Riabilitazione fisica e PAH  

Impatto delle caratteristiche del paziente e delle barriere percepite sull'invio alla riabilitazione fisica tra i pazienti con ipertensione polmonare negli Stati Uniti

  28/05/2021 Riabilitazione fisica e PAH

La riabilitazione fisica è una proceduta sottoutilizzata nei pazienti con Ipertensione Arteriosa Polmonare (PAH), nonostante migliori le capacità di svolgere attività fisica e la qualità della vita.

In uno studio del 2020, Cascino e colleghi hanno indagato l'associazione tra (1) le caratteristiche del paziente e (2) le barriere percepite dal paziente, in relazione alla possibilità di sottoporsi a riabilitazione fisica negli Stati Uniti. Gli autori dello studio hanno condotto un'indagine trasversale su pazienti con PAH o ipertensione polmonare tromboembolica cronica che hanno partecipato a un meeting internazionale sulla PAH.

I fattori di predizione della raccomandazione della riabilitazione fisica includevano sesso, indice di massa corporea, percezione soggettiva dello status socioeconomico, tipo di assicurazione, età, classe funzionale dell'Organizzazione Mondiale della Sanità, nonché le barriere percepite dai pazienti, valutate utilizzando la Cardiac Rehabilitation Barriers Scale.

Tra i 65 partecipanti, quelli localizzati nel terzile inferiore della distribuzione dello status socioeconomico (percezione soggettiva) avevano minori probabilità di essere inviati alla riabilitazione fisica, rispetto ai partecipanti localizzati nel terzile superiore (odds ratio 0,22, intervallo di confidenza al 95%: 0,05 0,98, p=0,047). Numerose barriere percepite dal paziente sono state associate a ridotte probabilità di essere inviati alla riabilitazione fisica.

Per ogni aumento di 1 unità (per ciascuna tipologia di barriera) segnalata su una scala Likert a cinque punti (1=profondamente in disaccordo, 5=profondamente d’accordo), le probabilità che la riabilitazione fisica fosse raccomandata erano ridotte: dell'85%, perché "il mio medico non lo riteneva necessario"; dell'85% perché "preferisco prendermi cura della mia salute da solo, non in gruppo"; del 78% perché "molte persone con problemi cardiaci e polmonari non ne fanno uso, e stanno bene"; e del 78% perché "non sapevo della riabilitazione fisica". Un incremento di 1 unità per la sottoscala “mancata percezione del bisogno” e il punteggio complessivo delle barriere erano associati a una riduzione delle probabilità di raccomandazione del 92% e del 77%, rispettivamente.
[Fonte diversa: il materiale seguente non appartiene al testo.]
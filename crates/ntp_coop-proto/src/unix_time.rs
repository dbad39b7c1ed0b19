// Copyright 2026 U.S. Federal Government (in countries where recognized)
// SPDX-License-Identifier: Apache-2.0

//! Conversion between NTP seconds (prime epoch 1900-01-01) and Unix seconds
//! (1970-01-01).
//!
//! Both sides are 32-bit unsigned counters. The conversion wraps, so a
//! transmit timestamp from NTP era 1 (after 2036-02-07 06:28:16 UTC, when the
//! 32-bit NTP seconds field rolls over) still maps onto the right Unix value
//! until the Unix counter itself wraps in 2106.

/// The number of seconds from 1st January 1900 UTC to the start of the Unix epoch.
pub const EPOCH_DELTA: u32 = 2_208_988_800;

/// Convert raw NTP seconds into Unix seconds.
///
/// ## Example
///
/// ```
/// use ntp_coop_proto::unix_time;
///
/// assert_eq!(unix_time::ntp_to_unix_seconds(unix_time::EPOCH_DELTA), 0);
/// assert_eq!(unix_time::ntp_to_unix_seconds(3_913_056_000), 1_704_067_200);
/// ```
pub const fn ntp_to_unix_seconds(ntp_seconds: u32) -> u32 {
    ntp_seconds.wrapping_sub(EPOCH_DELTA)
}

/// Convert Unix seconds into raw NTP seconds (the inverse of [`ntp_to_unix_seconds`]).
pub const fn unix_to_ntp_seconds(unix_seconds: u32) -> u32 {
    unix_seconds.wrapping_add(EPOCH_DELTA)
}
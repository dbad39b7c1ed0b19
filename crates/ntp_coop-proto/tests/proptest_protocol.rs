// Copyright 2026 U.S. Federal Government (in countries where recognized)
// SPDX-License-Identifier: Apache-2.0

use ntp_coop_proto::protocol::{
    ClientRequest, FromBytes, LeapIndicator, Mode, PACKET_SIZE, TimestampFormat, ToBytes, Version,
    decode_transmit_seconds, encode_request,
};
use ntp_coop_proto::unix_time;
use proptest::prelude::*;

/// Strategy that generates exactly 48 random bytes.
fn arb_packet() -> impl Strategy<Value = [u8; PACKET_SIZE]> {
    prop::collection::vec(any::<u8>(), PACKET_SIZE).prop_map(|v| {
        let mut buf = [0u8; PACKET_SIZE];
        buf.copy_from_slice(&v);
        buf
    })
}

proptest! {
    /// The transmit seconds decode agrees with the generic timestamp parser at offset 40.
    #[test]
    fn transmit_seconds_match_timestamp_parser(packet in arb_packet()) {
        let (ts, _) = TimestampFormat::from_bytes(&packet[40..]).unwrap();
        prop_assert_eq!(decode_transmit_seconds(&packet), ts.seconds);
    }

    /// A reply carrying X in the transmit field yields X - 2208988800 as Unix seconds.
    #[test]
    fn reply_seconds_convert_to_unix(x in any::<u32>(), fraction in any::<u32>()) {
        let mut reply = [0u8; PACKET_SIZE];
        TimestampFormat { seconds: x, fraction }.to_bytes(&mut reply[40..]).unwrap();
        let unix = unix_time::ntp_to_unix_seconds(decode_transmit_seconds(&reply));
        prop_assert_eq!(unix, x.wrapping_sub(2_208_988_800));
    }

    /// Header bytes with a non-zero version always parse, and re-encode identically.
    #[test]
    fn header_byte_reencodes(byte in any::<u8>()) {
        match <(LeapIndicator, Version, Mode)>::from_bytes(&[byte]) {
            Ok((header, _)) => {
                let mut out = [0u8; 1];
                header.to_bytes(&mut out).unwrap();
                prop_assert_eq!(out[0], byte);
            }
            Err(_) => prop_assert_eq!((byte >> 3) & 0b111, 0),
        }
    }

    /// Any poll/precision pair lands in bytes 2 and 3 without disturbing the rest.
    #[test]
    fn request_poll_and_precision_placement(poll in any::<i8>(), precision in any::<i8>()) {
        let request = ClientRequest { poll, precision, ..ClientRequest::default() };
        let buf = encode_request(&request);
        prop_assert_eq!(buf[2], poll as u8);
        prop_assert_eq!(buf[3], precision as u8);
        prop_assert_eq!(buf[0], 0xE3);
        prop_assert!(buf[16..].iter().all(|&b| b == 0));
    }
}
// Copyright 2026 U.S. Federal Government (in countries where recognized)
// SPDX-License-Identifier: Apache-2.0

//! Single-deadline timer driven by a wrapping millisecond tick.

use std::time::Duration;

/// A deadline measured against a wrapping 32-bit millisecond tick.
///
/// The deadline stores when it was armed and for how long; expiry compares
/// the wrapped elapsed time, so it stays correct across tick rollover as long
/// as the deadline is checked at least once every ~49 days.
///
/// A fresh `Deadline` is already expired.
#[derive(Clone, Copy, Debug, Default, Eq, PartialEq)]
pub struct Deadline {
    armed_at: u32,
    interval_ms: u32,
}

impl Deadline {
    /// A deadline that has already passed.
    pub const fn expired() -> Self {
        Deadline {
            armed_at: 0,
            interval_ms: 0,
        }
    }

    /// Re-arm the deadline to expire `interval` after tick `now`.
    ///
    /// Intervals longer than `u32::MAX` milliseconds are clamped.
    pub fn arm(&mut self, now: u32, interval: Duration) {
        self.armed_at = now;
        self.interval_ms = duration_to_ms(interval);
    }

    /// Whether the deadline has passed at tick `now`.
    pub fn is_expired(&self, now: u32) -> bool {
        now.wrapping_sub(self.armed_at) >= self.interval_ms
    }

    /// Time left until expiry at tick `now` (zero once expired).
    pub fn remaining(&self, now: u32) -> Duration {
        let elapsed = now.wrapping_sub(self.armed_at);
        Duration::from_millis(self.interval_ms.saturating_sub(elapsed) as u64)
    }

    /// The interval the deadline was last armed with.
    pub fn interval(&self) -> Duration {
        Duration::from_millis(self.interval_ms as u64)
    }

    /// The tick at which the deadline was last armed.
    pub fn armed_at(&self) -> u32 {
        self.armed_at
    }
}

fn duration_to_ms(interval: Duration) -> u32 {
    u32::try_from(interval.as_millis()).unwrap_or(u32::MAX)
}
Gli autori hanno dunque concluso che uno status socioeconomico basso (percezione soggettiva) e le barriere associate alla necessità percepita di riabilitazione fisica si accompagnavano a una diminuzione dell’invio alla riabilitazione stessa.

Questi dati suggeriscono la necessità di esplorare gli interventi per promuovere la raccomandazione della riabilitazione fisica tra i pazienti con uno status socioeconomico basso e sensibilizzare maggiormente sulla necessità di tale terapia.